When an agent hits a provider usage limit mid-run, the work can't continue until the limit resets — so the run sleeps and tries again at a specific wall-clock time. Gantry already computed how long to wait, but it showed that wait as a dim note tucked into the corner of the stage card that triggered it: a card that still looked busy, carrying a fixed duration that went stale the moment it was drawn. A person glancing at the screen couldn't tell whether the wait was nearly over or had barely begun.

This job turned that wait into something you can watch. A parked run now gets its own card in the activity feed, marked with a pause glyph, showing the local time it will resume and a remaining-time figure that decreases once a second until it reads "resuming…". The wait stopped being a footnote and became the clearest thing on the screen.

Build

The work was cut into three layers — the wake-time data, the card's state lifecycle, and the on-screen countdown — so each could be proven on its own test surface before the next depended on it.

The reset-wait already knew how long to sleep, but nothing downstream knew the absolute instant the run would wake — and a countdown needs a fixed point to count toward, or every frame reads a slightly different remaining time. The first piece added that instant as data and threaded it through the non-visual layers: the engine that decides the wait, the event it emits, the history round-trip, and a pure text formatter. Because none of that touches the terminal, it could be written and checked with plain assertions, no card in existence yet.

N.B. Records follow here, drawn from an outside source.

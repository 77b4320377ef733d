//! Command channel from the runtime thread to the transport.

use lobbyframe_core::{Command, Transport, TransportError};
use tokio::sync::mpsc;

/// Create a connected transport/receiver pair.
pub fn command_channel() -> (ChannelTransport, CommandReceiver) {
    let (tx, rx) = mpsc::unbounded_channel();
    (ChannelTransport { tx }, CommandReceiver { rx })
}

/// [`Transport`] that queues commands for another thread.
#[derive(Debug, Clone)]
pub struct ChannelTransport {
    tx: mpsc::UnboundedSender<Command>,
}

impl Transport for ChannelTransport {
    fn submit(&mut self, command: Command) -> Result<(), TransportError> {
        self.tx.send(command).map_err(|_| TransportError::Closed)
    }
}

/// Transport-side end of the command channel.
#[derive(Debug)]
pub struct CommandReceiver {
    rx: mpsc::UnboundedReceiver<Command>,
}

impl CommandReceiver {
    /// Wait for the next command. `None` once every sender is dropped.
    pub async fn recv(&mut self) -> Option<Command> {
        self.rx.recv().await
    }

    /// Take every queued command without waiting.
    pub fn drain(&mut self) -> Vec<Command> {
        let mut commands = Vec::with_capacity(self.rx.len());
        while let Ok(command) = self.rx.try_recv() {
            commands.push(command);
        }
        commands
    }
}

The second piece owned the terminal state only — creating one keyed card per wait, folding repeated retry events into it instead of spawning a card per tick, and closing it honestly whether the run resumed, was aborted, or exhausted its wait budget. Its brief made the reason for the split explicit: the lifecycle could be exercised against application state before any pixel was drawn. The third piece drew the card and made it move.

Where the difficulty actually lived was the local clock. The `time` crate refuses to read the host's local offset once the process has spawned threads, and quietly returns UTC instead — so a naive render-time lookup would show the resume time in the wrong zone. The plan confined that hazard to the render layer, along with its answer: capture the offset once at startup, on the main thread, before any worker exists, and pass it down. No gate sent a sprint back; a re-plan ran after each of the first two reviews and settled without forcing a sprint to be rebuilt, so the layered cut held under whatever those reviews learned.

Feature

Before, a usage-limit wait was a muted note on a card that still looked like it was working; now it is a first-class card that counts down to the resume time and closes with an honest summary.

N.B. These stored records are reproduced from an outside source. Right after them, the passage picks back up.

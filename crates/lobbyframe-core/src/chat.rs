//! Chat log for the current lobby.

use crate::MemberId;

/// One chat line.
#[derive(Debug, Clone, PartialEq, Eq)]
pub struct ChatMessage {
    /// Sender. `None` for system messages.
    pub member: Option<MemberId>,
    /// Message text.
    pub text: String,
    /// Arrival position, strictly increasing for the life of the session.
    pub received_order: u64,
}

/// Append-only chat history of the current lobby.
///
/// Cleared on leave and on join. The order counter is never reset, so a
/// message from a later lobby always sorts after one from an earlier lobby.
#[derive(Debug, Clone, Default)]
pub struct ChatLog {
    messages: Vec<ChatMessage>,
    next_order: u64,
}

impl ChatLog {
    /// Empty log.
    pub fn new() -> Self {
        Self::default()
    }

    /// Messages in arrival order.
    pub fn messages(&self) -> &[ChatMessage] {
        &self.messages
    }

    /// Number of messages.
    pub fn len(&self) -> usize {
        self.messages.len()
    }

    /// Whether the log is empty.
    pub fn is_empty(&self) -> bool {
        self.messages.is_empty()
    }

    /// Most recent message.
    pub fn last(&self) -> Option<&ChatMessage> {
        self.messages.last()
    }

    /// Order that the next appended message will get.
    pub fn next_order(&self) -> u64 {
        self.next_order
    }

    pub(crate) fn append(&mut self, member: Option<MemberId>, text: String) -> u64 {
        let received_order = self.next_order;
        self.next_order += 1;
        self.messages.push(ChatMessage { member, text, received_order });
        received_order
    }

    /// Returns whether anything was removed.
    pub(crate) fn clear(&mut self) -> bool {
        let had_messages = !self.messages.is_empty();
        self.messages.clear();
        had_messages
    }
}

Before this job, a parked run advertised itself as a stale duration wedged into the note of a card that still rendered as Running — the most important fact, that the run was asleep until a known time, was the least visible thing about it. Nothing in the terminal state could even express "parked": a card was working, ok, bad, or a note, and none of those fit a run that is neither busy nor done.

The design adds a distinct Waiting status and a small block of reset-wait metadata — the wake instant and the human wait phrase — that only a waiting card carries. A live card counts down to that instant each frame; when the moment passes it reads "resuming…" rather than a negative timer; a wait with no parseable reset time still gets the card but no fabricated clock; and a wait replayed from history renders already-closed rather than resurrecting as a phantom live timer.

Standing in the tree today, the whole design is still here and still documented: the Waiting status, the countdown formatter, the keyed one-card-per-wait lifecycle, and its resolve-on-resume, resolve-on-abort, and resolve-on-exhaustion paths. One piece has drifted — the startup offset capture no longer sits in the program's main entry point but in the TUI launch path, folded there when the offset helper moved into the domain module — yet it still fires before any worker thread is spawned, so the property the plan cared about survives the move.